LOB_DATA, slow table scans, and some I/O questions

Presence of XML field causes most of the table data to be located on LOB_DATA pages (in fact ~90% of table pages are LOB_DATA).

Merely having the XML column in the table does not have that effect. It is the presence of XML data that, under certain conditions, causes some portion of a row's data to be stored off row, on LOB_DATA pages. And while one (or maybe several ;-) might argue that duh, the XML column implies that there will indeed be XML data, it is not guaranteed that the XML data will need to be stored off row: unless the row is pretty much already filled outside of their being any XML data, small documents (up to 8000 bytes) might fit in-row and never go to a LOB_DATA page.

am I correct in thinking that LOB_DATA pages can cause slow scans not only because of their size, but also because SQL Server can't scan the clustered index effectively when there's a lot of LOB_DATA pages in the table?

Scanning refers to looking at all of the rows. Of course, when a data page is read, all of the in-row data is read, even if you selected a subset of the columns. The difference with LOB data is that if you don't select that column, then the off-row data won't be read. Hence it is not really fair to draw a conclusion about how efficiently SQL Server can scan this Clustered Index since you didn't exactly test that (or you tested half of it). You selected all columns, which includes the XML column, and as you mentioned, that is where most of the data is located.

So we already know that the SELECT TOP 1000 * test wasn't merely reading a series of 8k data pages, all in a row, but instead jumping to other locations per each row. The exact structure of that LOB data can vary based on how large it is. Based on research shown here ( What is the Size of the LOB Pointer for (MAX) Types Like Varchar, Varbinary, Etc? ), there are two types of off-row LOB allocations:

  1. Inline Root -- for data between 8001 and 40,000 (really 42,000) bytes, space permitting, there will be 1 to 5 pointers (24 - 72 bytes) IN ROW that point directly to the LOB page(s).
  2. TEXT_TREE -- for data over 42,000 bytes, or if the 1 to 5 pointers can't fit in-row, then there will be just a 24 byte pointer to the starting page of a list of pointers to the LOB pages (i.e. the "text_tree" page).

One of these two situations is occurring each time you retrieve LOB data that is over 8000 bytes or just didn't fit in-row. I posted a test script on PasteBin.com ( T-SQL script to test LOB allocations and reads ) that shows the 3 types of LOB allocations (based on the size of the data) as well as the effect each of those has on logical and physical reads. In your case, if the XML data really is less than 42,000 bytes per row, then none of it (or very little of it) should be in the least-efficient TEXT_TREE structure.
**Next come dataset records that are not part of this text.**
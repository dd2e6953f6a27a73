use crate::{FilterError, Result};
use async_trait::async_trait;
use log::{info, warn};
use serde::{Deserialize, Serialize};
use std::collections::{HashMap, HashSet};

/// Integer code identifying one passivity roll category (amplification,
/// piercing, crit power, ...).
#[derive(Debug, Clone, Copy, PartialEq, Eq, Hash, Serialize, Deserialize)]
#[serde(transparent)]
pub struct PassiveCategory(pub u32);

/// Identifier of one concrete passivity roll.
pub type PassiveId = u32;

/// The fixed set of roll categories the filter understands:
/// Max HP, Max MP, Crit Factor, then the 1001..1008 amp/res/crit/pierce block.
pub const PASSIVE_CATEGORIES: [PassiveCategory; 11] = [
    PassiveCategory(1),
    PassiveCategory(2),
    PassiveCategory(6),
    PassiveCategory(1001),
    PassiveCategory(1002),
    PassiveCategory(1003),
    PassiveCategory(1004),
    PassiveCategory(1005),
    PassiveCategory(1006),
    PassiveCategory(1007),
    PassiveCategory(1008),
];

/// External lookup service resolving a roll category to its member passivity
/// ids. Queried once per category at startup.
#[async_trait]
pub trait PassiveLookup: Send + Sync {
    async fn members(&self, category: PassiveCategory) -> Result<Vec<PassiveId>>;
}

/// Category-to-members index. Populated once at startup, immutable after;
/// share via `Arc`. A category whose lookup failed (or never ran) reads as an
/// empty member set.
#[derive(Debug, Default)]
pub struct PassiveIndex {
    members: HashMap<PassiveCategory, HashSet<PassiveId>>,
}

impl PassiveIndex {
    /// Resolve every category in `categories` against `lookup`. A failed
    /// query is logged and skipped; it never aborts the remaining categories.
    pub async fn populate(lookup: &dyn PassiveLookup, categories: &[PassiveCategory]) -> Self {
        let mut members = HashMap::new();
        for &category in categories {
            match lookup.members(category).await {
                Ok(ids) => {
                    info!(
                        "passive category {} resolved to {} members",
                        category.0,
                        ids.len()
                    );
                    members.insert(category, ids.into_iter().collect());
                }
                Err(e) => {
                    warn!("passive category {} lookup failed: {e}", category.0);
                }
            }
        }
        Self { members }
    }

    /// Build directly from resolved sets. Test and fixture constructor.
    pub fn from_members(
        entries: impl IntoIterator<Item = (PassiveCategory, Vec<PassiveId>)>,
    ) -> Self {
        Self {
            members: entries
                .into_iter()
                .map(|(c, ids)| (c, ids.into_iter().collect()))
                .collect(),
        }
    }

    /// Does `passive_id` belong to `category`? Unresolved categories match
    /// nothing.
    pub fn contains(&self, category: PassiveCategory, passive_id: PassiveId) -> bool {
        self.members
            .get(&category)
            .is_some_and(|set| set.contains(&passive_id))
    }

    pub fn resolved_categories(&self) -> usize {
        self.members.len()
    }
}

/// In-memory [`PassiveLookup`] backed by a fixed table. Used by tests and by
/// the server's JSON fixture loader.
#[derive(Debug, Default)]
pub struct StaticLookup {
    table: HashMap<PassiveCategory, Vec<PassiveId>>,
    failing: HashSet<PassiveCategory>,
}

impl StaticLookup {
    pub fn new(entries: impl IntoIterator<Item = (PassiveCategory, Vec<PassiveId>)>) -> Self {
        Self {
            table: entries.into_iter().collect(),
            failing: HashSet::new(),
        }
    }

    /// Make `category` queries fail, for exercising partial population.
    pub fn failing(mut self, category: PassiveCategory) -> Self {
        self.failing.insert(category);
        self
    }
}

#[async_trait]
impl PassiveLookup for StaticLookup {
    async fn members(&self, category: PassiveCategory) -> Result<Vec<PassiveId>> {
        if self.failing.contains(&category) {
            return Err(FilterError::Lookup(format!(
                "category {} unavailable",
                category.0
            )));
        }
        Ok(self.table.get(&category).cloned().unwrap_or_default())
    }
}

#[cfg(test)]
mod tests {
    use super::*;

    #[tokio::test]
    async fn populate_skips_failed_category_and_keeps_others() {
        let lookup = StaticLookup::new([
            (PassiveCategory(1001), vec![10, 11]),
            (PassiveCategory(1002), vec![20]),
        ])
        .failing(PassiveCategory(1002));

        let index = PassiveIndex::populate(
            &lookup,
            &[PassiveCategory(1001), PassiveCategory(1002)],
        )
        .await;

        assert!(index.contains(PassiveCategory(1001), 10));
        assert!(!index.contains(PassiveCategory(1002), 20));
        assert_eq!(index.resolved_categories(), 1);
    }

    #[tokio::test]
    async fn unresolved_category_reads_as_empty() {
        let index = PassiveIndex::populate(&StaticLookup::default(), &[]).await;
        assert!(!index.contains(PassiveCategory(1), 1));
    }
}
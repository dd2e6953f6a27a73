use anyhow::Result;

#[tokio::main]
async fn main() -> Result<()> {
    broker_proxyd::main_entry().await
}
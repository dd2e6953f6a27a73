use broker_protocol::{DetailRequest, Outbound};
use log::debug;
use std::time::Duration;
use tokio::sync::mpsc;

/// Paced drain of the scatter queue: one detail request per `interval`,
/// first request immediately. Requests queued by a superseded cycle are
/// still sent (the upstream tolerates them; their responses fail the
/// generation check in the correlator).
pub struct PacedDispatcher;

impl PacedDispatcher {
    /// Spawn the dispatch worker. Returns the queue handle the session
    /// scatters into. The worker exits when every queue handle is dropped or
    /// the outbound channel closes.
    pub fn spawn(
        interval: Duration,
        outbound_tx: mpsc::UnboundedSender<Outbound>,
    ) -> mpsc::UnboundedSender<DetailRequest> {
        let (tx, mut rx) = mpsc::unbounded_channel::<DetailRequest>();
        tokio::spawn(async move {
            while let Some(request) = rx.recv().await {
                debug!(
                    "dispatching detail request for item {} (cycle {})",
                    request.item_id, request.generation
                );
                if outbound_tx.send(Outbound::DetailRequest(request)).is_err() {
                    break;
                }
                tokio::time::sleep(interval).await;
            }
        });
        tx
    }
}
//! End-to-end flow over the newline-JSON transport: command in, listing batch
//! in, paced detail requests out, detail responses in, rewritten batch out.

use broker_filter::{PassiveCategory, PassiveIndex};
use broker_protocol::{
    DetailRequest, DetailResponse, Inbound, Listing, ListingBatch, Outbound, TOOLTIP_KIND,
};
use broker_proxyd::run_loop;
use broker_session::{FilterSession, PacedDispatcher, SessionConfig};
use pretty_assertions::assert_eq;
use std::sync::Arc;
use std::time::Duration;
use tokio::io::{AsyncBufReadExt, AsyncWriteExt, BufReader, ReadHalf, WriteHalf};
use tokio::sync::mpsc;

struct Client {
    reader: tokio::io::Lines<BufReader<ReadHalf<tokio::io::DuplexStream>>>,
    writer: WriteHalf<tokio::io::DuplexStream>,
}

impl Client {
    async fn send(&mut self, inbound: &Inbound) {
        let raw = serde_json::to_string(inbound).unwrap();
        self.writer.write_all(raw.as_bytes()).await.unwrap();
        self.writer.write_all(b"\n").await.unwrap();
    }

    async fn recv(&mut self) -> Outbound {
        let line = tokio::time::timeout(Duration::from_secs(5), self.reader.next_line())
            .await
            .expect("timed out waiting for outbound event")
            .unwrap()
            .expect("transport closed");
        serde_json::from_str(&line).unwrap()
    }
}

fn start_server() -> (Client, tokio::task::JoinHandle<()>) {
    let index = Arc::new(PassiveIndex::from_members([(
        PassiveCategory(1001),
        vec![101, 202],
    )]));

    let (outbound_tx, outbound_rx) = mpsc::unbounded_channel();
    let paced_tx = PacedDispatcher::spawn(Duration::from_millis(5), outbound_tx.clone());
    let session = FilterSession::new(
        index,
        SessionConfig {
            owner: "Tester".into(),
            stale_after: None,
        },
        paced_tx,
        outbound_tx.clone(),
    );

    let (server_end, client_end) = tokio::io::duplex(64 * 1024);
    let (server_read, server_write) = tokio::io::split(server_end);
    let (client_read, client_write) = tokio::io::split(client_end);

    let handle = tokio::spawn(async move {
        run_loop(
            BufReader::new(server_read),
            server_write,
            session,
            outbound_tx,
            outbound_rx,
        )
        .await
        .expect("run_loop failed");
    });

    (
        Client {
            reader: BufReader::new(client_read).lines(),
            writer: client_write,
        },
        handle,
    )
}

fn listing(listing_id: u64, item_id: u64) -> Listing {
    Listing {
        listing_id,
        item_id,
        payload: serde_json::Value::Null,
    }
}

#[tokio::test(flavor = "multi_thread", worker_threads = 2)]
async fn filtered_batch_replaces_raw_listing_event() {
    let (mut client, _handle) = start_server();

    client
        .send(&Inbound::Command {
            line: "filter pamp 1".into(),
        })
        .await;
    assert_eq!(
        client.recv().await,
        Outbound::Message {
            text: "Filtering broker offers for 1 (pamp) line.".into()
        }
    );

    client
        .send(&Inbound::ListingBatch(ListingBatch {
            listings: vec![listing(1, 1000), listing(2, 2000)],
        }))
        .await;

    // The raw batch is suppressed; the next outbound events are the paced
    // detail requests.
    let mut requests: Vec<DetailRequest> = Vec::new();
    for _ in 0..2 {
        match client.recv().await {
            Outbound::DetailRequest(req) => requests.push(req),
            other => panic!("expected detail request, got {other:?}"),
        }
    }
    assert_eq!(
        requests.iter().map(|r| r.item_id).collect::<Vec<_>>(),
        vec![1000, 2000]
    );
    assert!(requests.iter().all(|r| r.owner == "Tester"));
    let generation = requests[0].generation;

    // Answer out of order; only item 1000 carries a matching roll.
    client
        .send(&Inbound::DetailResponse(DetailResponse {
            kind: TOOLTIP_KIND,
            generation,
            item_id: 2000,
            passivities: vec![999],
        }))
        .await;
    client
        .send(&Inbound::DetailResponse(DetailResponse {
            kind: TOOLTIP_KIND,
            generation,
            item_id: 1000,
            passivities: vec![101],
        }))
        .await;

    assert_eq!(
        client.recv().await,
        Outbound::ListingBatch(ListingBatch {
            listings: vec![listing(1, 1000)]
        })
    );
}

#[tokio::test(flavor = "multi_thread", worker_threads = 2)]
async fn disabled_filter_passes_listing_through() {
    let (mut client, _handle) = start_server();

    let batch = ListingBatch {
        listings: vec![listing(7, 70)],
    };
    client.send(&Inbound::ListingBatch(batch.clone())).await;
    assert_eq!(client.recv().await, Outbound::ListingBatch(batch));
}

#[tokio::test(flavor = "multi_thread", worker_threads = 2)]
async fn garbage_lines_do_not_kill_the_loop() {
    let (mut client, _handle) = start_server();

    client.writer.write_all(b"{not json}\n\n").await.unwrap();
    client
        .send(&Inbound::Command {
            line: "filter off".into(),
        })
        .await;
    assert_eq!(
        client.recv().await,
        Outbound::Message {
            text: "Broker filter turned off.".into()
        }
    );
}

#[tokio::test(flavor = "multi_thread", worker_threads = 2)]
async fn unrelated_detail_responses_are_ignored() {
    let (mut client, _handle) = start_server();

    client
        .send(&Inbound::Command {
            line: "filter pamp".into(),
        })
        .await;
    client.recv().await;

    // No cycle is active; a stray tooltip answer must produce nothing.
    client
        .send(&Inbound::DetailResponse(DetailResponse {
            kind: TOOLTIP_KIND,
            generation: 1,
            item_id: 1,
            passivities: vec![101],
        }))
        .await;

    // Prove the loop is still alive and the stray response changed nothing.
    let batch = ListingBatch {
        listings: vec![listing(3, 30)],
    };
    client
        .send(&Inbound::Command {
            line: "filter off".into(),
        })
        .await;
    client.recv().await;
    client.send(&Inbound::ListingBatch(batch.clone())).await;
    assert_eq!(client.recv().await, Outbound::ListingBatch(batch));
}
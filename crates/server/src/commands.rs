use broker_filter::{known_aliases, parse_filter_args};
use broker_session::FilterSession;

/// Route one user command line. Returns the user-facing output lines; every
/// failure mode becomes a message, never an error — the loop must not die on
/// a typo.
pub fn handle_command_line(session: &mut FilterSession, line: &str) -> Vec<String> {
    let tokens: Vec<String> = line.split_whitespace().map(str::to_string).collect();
    let Some((head, args)) = tokens.split_first() else {
        return vec![usage_line()];
    };

    match head.to_ascii_lowercase().as_str() {
        "filter" => match parse_filter_args(args) {
            Ok(command) => vec![session.apply_command(command)],
            Err(e) => vec![e.to_string()],
        },
        "filterinfo" => filterinfo(args.first().map(String::as_str)),
        other => vec![format!("Unknown command '{other}'. {}", usage_line())],
    }
}

fn usage_line() -> String {
    "Commands: 'filter <type>... [count]', 'filter off', 'filterinfo [help|types]'.".to_string()
}

fn filterinfo(topic: Option<&str>) -> Vec<String> {
    match topic {
        None => vec![
            "This is a quick explanation of how this module works.".into(),
            "Command 'filterinfo help' will show how to type the commands.".into(),
            "Command 'filterinfo types' will show the available types of rolls.".into(),
        ],
        Some("help") => vec![
            "The filter commands should always be 'filter type number'.".into(),
            "'filter' is the general command, no need to explain much.".into(),
            "'type' is the type of roll you want shown (see 'filterinfo types').".into(),
            "'number' is the minimum amount of rolls you're looking for.".into(),
            "Example: a minimum of 2 Physical Amplification rolls is 'filter pamp 2'.".into(),
            "'filter off' will turn off/reset the filter.".into(),
        ],
        Some("types") => {
            let mut lines = vec![
                "This is a quick list of all the available roll types.".to_string(),
                "'hp' shows Max Health rolls.".into(),
                "'mp' shows Max Mana rolls.".into(),
                "'cf' shows Critical Factor rolls.".into(),
                "'phys' shows Physical Amplification, Crit Power and Piercing rolls.".into(),
                "'mag' shows Magical Amplification, Crit Power and Piercing rolls.".into(),
                "'pamp' shows Physical Amplification rolls.".into(),
                "'mamp' shows Magical Amplification rolls.".into(),
                "'pcp' shows Physical Crit Power rolls.".into(),
                "'mcp' shows Magical Crit Power rolls.".into(),
                "'pres' shows Physical Resistance rolls.".into(),
                "'mres' shows Magical Resistance rolls.".into(),
                "'ppier' shows Physical Piercing rolls.".into(),
                "'mpier' shows Magical Piercing rolls.".into(),
            ];
            lines.push(format!(
                "Aliases: {}.",
                known_aliases().collect::<Vec<_>>().join(", ")
            ));
            lines
        }
        Some(other) => vec![format!(
            "Unknown filterinfo topic '{other}'. Try 'filterinfo help' or 'filterinfo types'."
        )],
    }
}
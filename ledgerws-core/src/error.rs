//! Error types for ledgerws
//!
//! Every failure the connection layer can report is a variant of [`Error`].
//! The variants fall into three groups:
//!
//! - **Session errors**: `Connection`, `NotConnected`, `Disconnected`
//! - **Request errors**: `Timeout`, `ResponseFormat`, `Remote`, `Cancelled`
//! - **Local faults**: `InvalidRequest`, `NoPendingRequest`, `Serialization`,
//!   `WebSocket`, `Internal`
//!
//! Errors that belong to one outstanding request are delivered through that
//! request's future. Errors with no caller (a bad frame, a failed background
//! reconnect) are published as `error` events by the connection instead.
//!
//! # Examples
//!
//! ```rust
//! use ledgerws_core::{Error, RemoteErrorData};
//! use serde_json::json;
//!
//! let raw = json!({
//!     "id": 3,
//!     "status": "error",
//!     "error": "noNetwork",
//!     "error_message": "overloaded"
//! });
//! let error = Error::Remote(RemoteErrorData::from_response(&raw));
//! assert_eq!(error.to_string(), "Remote error: overloaded");
//! ```

use serde::{Deserialize, Serialize};
use thiserror::Error;

/// Result type for ledgerws operations
pub type Result<T> = std::result::Result<T, Error>;

/// Application-level error type for ledgerws operations
///
/// The type is `Clone` so that a single disconnect can fail every pending
/// request with the same value.
#[derive(Debug, Clone, Error)]
pub enum Error {
    /// The handshake failed or timed out, or `connect()` was misused
    /// (no URL configured, previous socket never torn down).
    #[error("Connection error: {0}")]
    Connection(String),

    /// An operation needed a live session and there was none.
    #[error("Not connected: {0}")]
    NotConnected(String),

    /// The socket closed while the operation was outstanding.
    #[error("Disconnected: {0}")]
    Disconnected(String),

    /// No correlated response arrived within the configured window.
    #[error("Request timeout: {0}")]
    Timeout(String),

    /// An inbound message had an invalid id or an unrecognized status.
    #[error("Response format error: {0}")]
    ResponseFormat(String),

    /// The node answered with `status: "error"`.
    #[error("Remote error: {0}")]
    Remote(RemoteErrorData),

    /// The pending entry was cancelled before any response arrived.
    #[error("Request cancelled: {0}")]
    Cancelled(String),

    /// The request body cannot be sent as given (not an object, bad or
    /// duplicate id).
    #[error("Invalid request: {0}")]
    InvalidRequest(String),

    /// A settlement primitive named an id that is not pending.
    #[error("No pending request with id {0}")]
    NoPendingRequest(String),

    /// Serialization or deserialization error
    #[error("Serialization error: {0}")]
    Serialization(String),

    /// WebSocket transport layer error
    #[error("WebSocket error: {0}")]
    WebSocket(String),

    /// Invariant violation inside the client
    #[error("Internal error: {0}")]
    Internal(String),
}

impl Error {
    /// Short machine-readable name, used as the `error` event kind and as a
    /// metrics attribute.
    pub fn kind(&self) -> &'static str {
        match self {
            Error::Connection(_) => "connection",
            Error::NotConnected(_) => "notConnected",
            Error::Disconnected(_) => "disconnected",
            Error::Timeout(_) => "timeout",
            Error::ResponseFormat(_) => "responseFormat",
            Error::Remote(_) => "remote",
            Error::Cancelled(_) => "cancelled",
            Error::InvalidRequest(_) => "invalidRequest",
            Error::NoPendingRequest(_) => "noPendingRequest",
            Error::Serialization(_) => "serialization",
            Error::WebSocket(_) => "websocket",
            Error::Internal(_) => "internal",
        }
    }
}

impl From<serde_json::Error> for Error {
    fn from(e: serde_json::Error) -> Self {
        Error::Serialization(e.to_string())
    }
}

/// Error details reported by the node in a `status: "error"` response
///
/// Nodes identify failures by a short token (`error`, e.g. `"noNetwork"`),
/// sometimes with a numeric `error_code` and a human readable
/// `error_message`. The full response is kept in `raw` for callers that need
/// fields this layer does not model.
#[derive(Debug, Clone, Default, PartialEq, Serialize, Deserialize)]
pub struct RemoteErrorData {
    /// Error token, e.g. `"actNotFound"`
    #[serde(default, skip_serializing_if = "Option::is_none")]
    pub error: Option<String>,

    /// Numeric error code, when the node sends one
    #[serde(default, skip_serializing_if = "Option::is_none")]
    pub error_code: Option<i64>,

    /// Human-readable description
    #[serde(default, skip_serializing_if = "Option::is_none")]
    pub error_message: Option<String>,

    /// Echo of the request that failed, when the node includes it
    #[serde(default, skip_serializing_if = "Option::is_none")]
    pub request: Option<serde_json::Value>,

    /// The complete response message
    #[serde(skip)]
    pub raw: serde_json::Value,
}

impl RemoteErrorData {
    /// Extract error details from a raw response message.
    ///
    /// Missing or mistyped fields are left as `None`; this never fails.
    pub fn from_response(response: &serde_json::Value) -> Self {
        let text = |key: &str| {
            response
                .get(key)
                .and_then(serde_json::Value::as_str)
                .map(str::to_string)
        };
        Self {
            error: text("error"),
            error_code: response.get("error_code").and_then(serde_json::Value::as_i64),
            error_message: text("error_message"),
            request: response.get("request").cloned(),
            raw: response.clone(),
        }
    }

    /// The best description available: `error_message`, then `error`.
    pub fn message(&self) -> &str {
        self.error_message
            .as_deref()
            .or(self.error.as_deref())
            .unwrap_or("unknown error")
    }
}

impl std::fmt::Display for RemoteErrorData {
    fn fmt(&self, f: &mut std::fmt::Formatter<'_>) -> std::fmt::Result {
        f.write_str(self.message())
    }
}

impl std::error::Error for RemoteErrorData {}

#[cfg(test)]
mod tests {
    use super::*;
    use serde_json::json;

    #[test]
    fn test_remote_error_prefers_message() {
        let data = RemoteErrorData::from_response(&json!({
            "error": "noNetwork",
            "error_message": "overloaded",
        }));
        assert_eq!(data.message(), "overloaded");
        assert_eq!(data.error.as_deref(), Some("noNetwork"));
    }

    #[test]
    fn test_remote_error_falls_back_to_token() {
        let data = RemoteErrorData::from_response(&json!({
            "error": "actNotFound",
            "error_code": 19,
            "request": {"command": "account_info"},
        }));
        assert_eq!(data.message(), "actNotFound");
        assert_eq!(data.error_code, Some(19));
        assert_eq!(data.request, Some(json!({"command": "account_info"})));
    }

    #[test]
    fn test_remote_error_without_details() {
        let data = RemoteErrorData::from_response(&json!({"status": "error"}));
        assert_eq!(data.to_string(), "unknown error");
    }

    #[test]
    fn test_error_display() {
        let error = Error::Timeout("request 4".into());
        assert_eq!(error.to_string(), "Request timeout: request 4");

        let error = Error::NoPendingRequest("9".into());
        assert_eq!(error.to_string(), "No pending request with id 9");
    }

    #[test]
    fn test_error_kind() {
        assert_eq!(Error::Disconnected(String::new()).kind(), "disconnected");
        assert_eq!(
            Error::Remote(RemoteErrorData::default()).kind(),
            "remote"
        );
    }

    #[test]
    fn test_serde_error_conversion() {
        let parse = serde_json::from_str::<serde_json::Value>("{").unwrap_err();
        let error: Error = parse.into();
        assert!(matches!(error, Error::Serialization(_)));
    }
}
/// Owns one socket from handshake to close.
async fn run_socket(
    weak: WeakConnection,
    generation: u64,
    dialer: Dialer,
    close_timeout: Duration,
    mut outbound: mpsc::UnboundedReceiver<Outbound>,
) {
    let stream = match dialer.dial().await {
        Ok(stream) => stream,
        Err(e) => {
            if let Some(connection) = weak.upgrade() {
                let error = Error::NotConnected(e);
                if let Some(attempt) = connection.connect_failed(generation, error).await {
                    if let Some(timer) = attempt.connect_timer {
                        timer.abort();
                    }
                }
            }
            return;
        }
    };

    let is_current = match weak.upgrade() {
        Some(connection) => connection.opened(generation).await,
        None => false,
    };
    if !is_current {
        let mut stream = stream;
        let _ = stream.close(None).await;
        return;
    }

    let (mut write, mut read) = stream.split();
    let close_deadline = tokio::time::sleep(close_timeout);
    tokio::pin!(close_deadline);
    let mut close_sent: Option<u16> = None;

    let (code, reason) = loop {
        tokio::select! {
            command = outbound.recv() => match command {
                Some(Outbound::Text(text, ack)) => {
                    let result = write
                        .send(Message::Text(text))
                        .await
                        .map_err(|e| Error::WebSocket(e.to_string()));
                    let _ = ack.send(result);
                }
                Some(Outbound::Close(code)) => {
                    if close_sent.is_some() {
                        continue;
                    }
                    close_sent = Some(code);
                    close_deadline
                        .as_mut()
                        .reset(tokio::time::Instant::now() + close_timeout);
                    let frame = CloseFrame {
                        code: CloseCode::from(code),
                        reason: "".into(),
                    };
                    if let Err(e) = write.send(Message::Close(Some(frame))).await {
                        break (code, e.to_string());
                    }
                }
                None => break (close_sent.unwrap_or(INTENTIONAL_DISCONNECT_CODE), "connection dropped".to_string()),
            },
            frame = read.next() => match frame {
                Some(Ok(Message::Text(text))) => match weak.upgrade() {
                    Some(connection) => connection.on_message(&text).await,
                    None => break (INTENTIONAL_DISCONNECT_CODE, "connection dropped".to_string()),
                },
                Some(Ok(Message::Binary(data))) => match (weak.upgrade(), String::from_utf8(data)) {
                    (Some(connection), Ok(text)) => connection.on_message(&text).await,
                    (Some(connection), Err(e)) => {
                        connection.publish_error("badMessage", e.to_string(), Value::Null)
                    }
                    (None, _) => break (INTENTIONAL_DISCONNECT_CODE, "connection dropped".to_string()),
                },
                Some(Ok(Message::Close(frame))) => {
                    let (peer_code, reason) = frame
                        .map(|f| (u16::from(f.code), f.reason.to_string()))
                        .unwrap_or((NO_STATUS_CODE, String::new()));
                    // a deliberate close keeps its own code whatever the peer echoes
                    break (close_sent.unwrap_or(peer_code), reason);
                }
                Some(Ok(_)) => {}
                Some(Err(e)) => break (close_sent.unwrap_or(ABNORMAL_CLOSE_CODE), e.to_string()),
                None => break (close_sent.unwrap_or(ABNORMAL_CLOSE_CODE), "connection ended".to_string()),
            },
            () = &mut close_deadline, if close_sent.is_some() => {
                break (close_sent.unwrap_or(INTENTIONAL_DISCONNECT_CODE), "close handshake timed out".to_string());
            }
        }
    };

    let _ = write.close().await;
    if let Some(connection) = weak.upgrade() {
        connection.on_closed(generation, code, reason).await;
    }
}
If you wanted to test how quickly SQL Server can scan that Clustered Index, do the SELECT TOP 1000 but specify one or more columns not including that XML column. How does that affect your results? It should be quite a bit faster.

is it considered reasonable to have such a table structure/data pattern?

Given that we have an incomplete description of the the actual table structure and data pattern, any answer might not be optimal depending on what those missing details are. With that in mind, I would say that there is nothing obviously unreasonable about your table structure or data pattern.

I can (in a c# app) compress XML from 20KB to ~2.5KB and store it in VARBINARY column, preventing usage of LOB data pages. This speeds SELECTs 20x times in my tests.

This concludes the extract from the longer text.